REQUIRED WORK ▸ Retype, exactly as they appear below, the lines between the line holding "the Unix epoch" and the line holding "pub fn is_valid_at(&self, now: i64)", both ends included.

DATA EXCERPTS ▸
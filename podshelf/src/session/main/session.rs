use chrono::{Duration, Utc};
use http::HeaderMap;
use std::sync::Arc;
use tokio::sync::Mutex;

use crate::session::config::SessionParams;
use crate::session::errors::SessionError;
use crate::session::types::{Session, StoredSession};
use crate::storage::{CacheData, CacheStore, InMemoryCacheStore, cache_store_from_env};
use crate::utils::gen_random_string;

use super::cookie::{get_session_id_from_headers, session_cookie_header};

const SESSION_PREFIX: &str = "session";

/// Server-side session storage keyed by the session cookie.
///
/// Cloning is cheap; all clones share the same backing store.
#[derive(Clone)]
pub struct SessionStore {
    store: Arc<Mutex<Box<dyn CacheStore>>>,
    params: SessionParams,
}

impl std::fmt::Debug for SessionStore {
    fn fmt(&self, f: &mut std::fmt::Formatter<'_>) -> std::fmt::Result {
        f.debug_struct("SessionStore")
            .field("params", &self.params)
            .finish_non_exhaustive()
    }
}

impl SessionStore {
    /// Builds the store selected by `SESSION_STORE_TYPE` with cookie settings from the environment.
    pub async fn from_env() -> Result<Self, SessionError> {
        let store = cache_store_from_env().await?;
        Ok(Self {
            store: Arc::new(Mutex::new(store)),
            params: SessionParams::from_env()?,
        })
    }

    /// In-process store, used by tests and single-instance deployments.
    pub fn in_memory(params: SessionParams) -> Self {
        Self {
            store: Arc::new(Mutex::new(Box::new(InMemoryCacheStore::new()))),
            params,
        }
    }

    /// Loads the session named by the request's session cookie.
    ///
    /// A missing cookie, an unknown id, or an expired record all yield a fresh
    /// session with a new id; the caller persists it with [`SessionStore::save`].
    pub async fn load(&self, headers: &HeaderMap) -> Result<Session, SessionError> {
        if let Some(session_id) = get_session_id_from_headers(headers, &self.params.cookie_name) {
            let cached = self
                .store
                .lock()
                .await
                .get(SESSION_PREFIX, &session_id)
                .await?;

            if let Some(cached) = cached {
                let stored: StoredSession = cached.try_into()?;
                if stored.expires_at > Utc::now() {
                    return Ok(Session {
                        id: session_id,
                        token: stored.token,
                        dirty: false,
                    });
                }
                tracing::debug!("Session expired at {}", stored.expires_at);
            } else {
                tracing::debug!("Session id from cookie not found in store");
            }
        }

        Ok(Session::new(gen_random_string(32)?))
    }

    /// Persists a dirty session and returns the `Set-Cookie` header for it.
    ///
    /// A clean session is left untouched and an empty header map is returned.
    pub async fn save(&self, session: &mut Session) -> Result<HeaderMap, SessionError> {
        if !session.dirty {
            return Ok(HeaderMap::new());
        }

        let ttl = self.params.cookie_max_age;
        let out_of_range =
            || SessionError::Config(format!("Session max age {ttl}s is out of range"));
        let expires_at = i64::try_from(ttl)
            .ok()
            .and_then(Duration::try_seconds)
            .and_then(|lifetime| Utc::now().checked_add_signed(lifetime))
            .ok_or_else(out_of_range)?;
        let cache_ttl = usize::try_from(ttl).map_err(|_| out_of_range())?;

        let stored = StoredSession {
            token: session.token.clone(),
            expires_at,
            ttl,
        };
        let data: CacheData = stored.try_into()?;

        self.store
            .lock()
            .await
            .put_with_ttl(SESSION_PREFIX, &session.id, data, cache_ttl)
            .await?;
        session.dirty = false;

        session_cookie_header(&self.params, &session.id)
    }

    /// Invalidates the session: deletes the stored record and starts over
    /// under a new id with no token.
    pub async fn clear(&self, session: &mut Session) -> Result<(), SessionError> {
        self.store
            .lock()
            .await
            .remove(SESSION_PREFIX, &session.id)
            .await?;

        session.id = gen_random_string(32)?;
        session.token = None;
        session.dirty = true;
        Ok(())
    }
}
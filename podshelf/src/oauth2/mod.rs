mod config;
mod errors;
mod main;
mod types;

pub use config::{OAuth2Config, SPOTIFY_SCOPE, TOKEN_REFRESH_MARGIN_SECS};
pub use errors::OAuth2Error;
pub use types::{AuthResponse, TokenBundle};

pub(crate) use main::{build_authorize_url, exchange_code_for_token, refresh_access_token};
use serde::{Deserialize, Serialize};

use super::config::TOKEN_REFRESH_MARGIN_SECS;
use super::errors::OAuth2Error;

/// Access/refresh token pair issued by the accounts service, with its absolute expiry.
#[derive(Debug, Clone, Default, PartialEq, Eq, Serialize, Deserialize)]
pub struct TokenBundle {
    pub access_token: String,
    pub refresh_token: String,
    /// Expiry as seconds since the Unix epoch
    pub expires_at: i64,
    pub scope: String,
}

impl TokenBundle {
    /// True when at least [`TOKEN_REFRESH_MARGIN_SECS`] remain before expiry at `now`.
    pub fn is_valid_at(&self, now: i64) -> bool {
        self.expires_at - now >= TOKEN_REFRESH_MARGIN_SECS
    }
}

/// Query parameters the accounts service appends to the redirect back to `/callback`.
#[derive(Debug, Default, Deserialize)]
pub struct AuthResponse {
    pub code: Option<String>,
    pub error: Option<String>,
}

#[derive(Debug, Deserialize)]
pub(super) struct TokenResponse {
    pub(super) access_token: String,
    pub(super) expires_in: i64,
    pub(super) refresh_token: Option<String>,
    pub(super) scope: Option<String>,
}

impl TokenResponse {
    /// Converts the response into a bundle expiring `expires_in` seconds after `now`.
    ///
    /// Refresh responses may omit the refresh token and scope; the values from
    /// `previous` are carried over in that case.
    pub(super) fn into_bundle(
        self,
        now: i64,
        previous: Option<&TokenBundle>,
    ) -> Result<TokenBundle, OAuth2Error> {
        let refresh_token = match (self.refresh_token, previous) {
            (Some(token), _) => token,
            (None, Some(previous)) => previous.refresh_token.clone(),
            (None, None) => {
                return Err(OAuth2Error::TokenExchange(
                    "Refresh token not present in response".to_string(),
                ));
            }
        };
        let scope = match (self.scope, previous) {
            (Some(scope), _) => scope,
            (None, Some(previous)) => previous.scope.clone(),
            (None, None) => String::new(),
        };

        Ok(TokenBundle {
            access_token: self.access_token,
            refresh_token,
            expires_at: now + self.expires_in,
            scope,
        })
    }
}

EXPECTED ANSWER ▸
    /// Expiry as seconds since the Unix epoch
    pub expires_at: i64,
    pub scope: String,
}

impl TokenBundle {
    /// True when at least [`TOKEN_REFRESH_MARGIN_SECS`] remain before expiry at `now`.
    pub fn is_valid_at(&self, now: i64) -> bool {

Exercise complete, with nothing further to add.